## Assigned task
In the listing below, find each line holding "email" and copy it.

**** Dataset content ****

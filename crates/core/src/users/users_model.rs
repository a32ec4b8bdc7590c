//! User domain models.

use chrono::NaiveDateTime;
use serde::{Deserialize, Serialize};

use crate::{errors::ValidationError, Error, Result};

/// A registered user.
///
/// The password hash never leaves the process through serialization.
#[derive(Debug, Clone, PartialEq, Eq, Serialize, Deserialize)]
#[serde(rename_all = "camelCase")]
pub struct User {
    pub id: String,
    pub username: String,
    pub email: String,
    #[serde(skip_serializing, default)]
    pub password_hash: String,
    pub created_at: NaiveDateTime,
}

/// Input model for registering a user.
#[derive(Debug, Clone, Default, Serialize, Deserialize)]
#[serde(rename_all = "camelCase")]
pub struct NewUser {
    pub username: String,
    pub email: String,
    pub password: String,
    #[serde(default)]
    pub password_confirmation: Option<String>,
}

impl NewUser {
    /// Returns a copy with username and email trimmed.
    pub fn normalized(&self) -> Self {
        Self {
            username: self.username.trim().to_string(),
            email: self.email.trim().to_string(),
            password: self.password.clone(),
            password_confirmation: self.password_confirmation.clone(),
        }
    }

    /// Checks the registration form.
    pub fn validate(&self) -> Result<()> {
        if self.username.trim().is_empty() {
            return Err(Error::Validation(ValidationError::MissingField(
                "username".to_string(),
            )));
        }

        let email = self.email.trim();
        if email.is_empty() {
            return Err(Error::Validation(ValidationError::MissingField(
                "email".to_string(),
            )));
        }
        if !email.contains('@') || !email.contains('.') {
            return Err(Error::invalid_input(format!(
                "'{}' is not a valid email address",
                email
            )));
        }

        if self.password.is_empty() {
            return Err(Error::Validation(ValidationError::MissingField(
                "password".to_string(),
            )));
        }
        if let Some(confirmation) = &self.password_confirmation {
            if confirmation != &self.password {
                return Err(Error::invalid_input("Passwords do not match"));
            }
        }

        Ok(())
    }
}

****

## Exercise solution
    pub email: String,
    pub email: String,
    /// Returns a copy with username and email trimmed.
            email: self.email.trim().to_string(),
        let email = self.email.trim();
        if email.is_empty() {
                "email".to_string(),
        if !email.contains('@') || !email.contains('.') {
                "'{}' is not a valid email address",
                email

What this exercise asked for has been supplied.